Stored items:
----
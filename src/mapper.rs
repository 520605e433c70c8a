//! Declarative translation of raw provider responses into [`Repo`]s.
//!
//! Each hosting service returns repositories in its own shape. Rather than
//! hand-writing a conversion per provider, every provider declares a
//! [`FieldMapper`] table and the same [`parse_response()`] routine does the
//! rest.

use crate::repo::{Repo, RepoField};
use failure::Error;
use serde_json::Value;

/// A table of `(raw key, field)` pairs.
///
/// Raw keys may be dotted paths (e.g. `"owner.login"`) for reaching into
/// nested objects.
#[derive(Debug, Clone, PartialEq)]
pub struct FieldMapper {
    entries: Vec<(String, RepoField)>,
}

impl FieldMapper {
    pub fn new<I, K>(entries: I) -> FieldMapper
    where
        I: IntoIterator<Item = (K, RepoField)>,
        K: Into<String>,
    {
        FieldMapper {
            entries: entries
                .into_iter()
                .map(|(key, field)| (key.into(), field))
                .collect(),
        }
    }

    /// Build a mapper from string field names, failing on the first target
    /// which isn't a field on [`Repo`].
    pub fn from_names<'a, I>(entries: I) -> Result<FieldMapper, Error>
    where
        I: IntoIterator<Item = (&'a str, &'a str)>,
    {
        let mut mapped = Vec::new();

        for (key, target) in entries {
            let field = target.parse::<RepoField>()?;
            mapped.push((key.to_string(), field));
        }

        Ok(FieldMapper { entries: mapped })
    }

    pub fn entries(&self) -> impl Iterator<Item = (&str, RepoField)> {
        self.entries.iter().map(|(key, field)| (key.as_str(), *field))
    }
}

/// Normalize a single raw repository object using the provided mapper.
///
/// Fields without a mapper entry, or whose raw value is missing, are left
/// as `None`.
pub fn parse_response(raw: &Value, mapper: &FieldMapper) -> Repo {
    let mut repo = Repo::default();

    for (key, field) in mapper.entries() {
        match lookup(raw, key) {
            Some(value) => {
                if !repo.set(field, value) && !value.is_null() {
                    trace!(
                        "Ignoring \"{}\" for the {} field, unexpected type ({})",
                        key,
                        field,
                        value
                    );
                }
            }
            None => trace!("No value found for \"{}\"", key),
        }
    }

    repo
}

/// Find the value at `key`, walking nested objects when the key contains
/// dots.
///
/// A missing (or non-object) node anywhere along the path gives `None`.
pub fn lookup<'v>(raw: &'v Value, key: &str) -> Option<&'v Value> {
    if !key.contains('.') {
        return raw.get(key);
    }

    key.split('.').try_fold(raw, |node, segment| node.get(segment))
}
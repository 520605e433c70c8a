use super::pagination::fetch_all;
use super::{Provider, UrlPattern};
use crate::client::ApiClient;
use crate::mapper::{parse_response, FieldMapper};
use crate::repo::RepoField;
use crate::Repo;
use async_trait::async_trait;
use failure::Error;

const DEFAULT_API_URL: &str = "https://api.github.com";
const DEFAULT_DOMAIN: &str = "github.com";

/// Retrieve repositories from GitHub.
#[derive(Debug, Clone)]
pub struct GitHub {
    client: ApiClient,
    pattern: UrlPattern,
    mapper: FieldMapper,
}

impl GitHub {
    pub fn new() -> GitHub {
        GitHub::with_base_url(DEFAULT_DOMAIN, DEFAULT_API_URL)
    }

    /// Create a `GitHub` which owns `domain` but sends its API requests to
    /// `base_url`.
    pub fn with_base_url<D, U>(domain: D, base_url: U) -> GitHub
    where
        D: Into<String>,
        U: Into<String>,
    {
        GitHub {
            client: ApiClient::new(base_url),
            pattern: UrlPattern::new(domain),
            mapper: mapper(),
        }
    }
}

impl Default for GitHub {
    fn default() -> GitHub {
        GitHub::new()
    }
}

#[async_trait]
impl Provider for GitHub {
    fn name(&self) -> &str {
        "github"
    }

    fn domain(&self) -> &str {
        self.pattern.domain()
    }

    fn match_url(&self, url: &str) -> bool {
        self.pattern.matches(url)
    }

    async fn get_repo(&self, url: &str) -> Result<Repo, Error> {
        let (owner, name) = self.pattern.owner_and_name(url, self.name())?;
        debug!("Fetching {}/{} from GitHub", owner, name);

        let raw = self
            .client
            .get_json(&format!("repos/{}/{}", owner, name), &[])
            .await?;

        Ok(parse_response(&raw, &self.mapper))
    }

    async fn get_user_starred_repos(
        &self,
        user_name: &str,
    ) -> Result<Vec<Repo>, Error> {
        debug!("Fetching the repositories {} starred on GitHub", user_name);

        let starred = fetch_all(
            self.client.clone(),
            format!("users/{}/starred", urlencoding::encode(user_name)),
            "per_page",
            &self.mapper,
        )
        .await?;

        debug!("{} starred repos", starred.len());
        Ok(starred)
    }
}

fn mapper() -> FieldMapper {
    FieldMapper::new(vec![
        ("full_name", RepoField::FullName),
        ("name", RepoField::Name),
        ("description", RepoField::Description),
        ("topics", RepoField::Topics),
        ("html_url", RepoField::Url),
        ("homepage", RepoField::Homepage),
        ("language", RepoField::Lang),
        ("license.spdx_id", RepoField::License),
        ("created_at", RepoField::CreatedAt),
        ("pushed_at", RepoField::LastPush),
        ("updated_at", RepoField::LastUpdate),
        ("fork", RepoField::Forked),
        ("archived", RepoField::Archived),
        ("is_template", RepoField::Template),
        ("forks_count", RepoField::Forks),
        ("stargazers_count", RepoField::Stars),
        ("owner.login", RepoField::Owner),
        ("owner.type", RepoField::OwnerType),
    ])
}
----
> [TASK DIRECTIONS] When you reach the line that contains "field)| (key.into(), field))", stop; output it and every line before it from the start of the data, exactly as written.

> [EXERCISE RESULT]
filename src/mapper.rs
repository 520605e433c70c8a
//! Declarative translation of raw provider responses into [`Repo`]s.
//!
//! Each hosting service returns repositories in its own shape. Rather than
//! hand-writing a conversion per provider, every provider declares a
//! [`FieldMapper`] table and the same [`parse_response()`] routine does the
//! rest.

use crate::repo::{Repo, RepoField};
use failure::Error;
use serde_json::Value;

/// A table of `(raw key, field)` pairs.
///
/// Raw keys may be dotted paths (e.g. `"owner.login"`) for reaching into
/// nested objects.
#[derive(Debug, Clone, PartialEq)]
pub struct FieldMapper {
    entries: Vec<(String, RepoField)>,
}

impl FieldMapper {
    pub fn new<I, K>(entries: I) -> FieldMapper
    where
        I: IntoIterator<Item = (K, RepoField)>,
        K: Into<String>,
    {
        FieldMapper {
            entries: entries
                .into_iter()
                .map(|(key, field)| (key.into(), field))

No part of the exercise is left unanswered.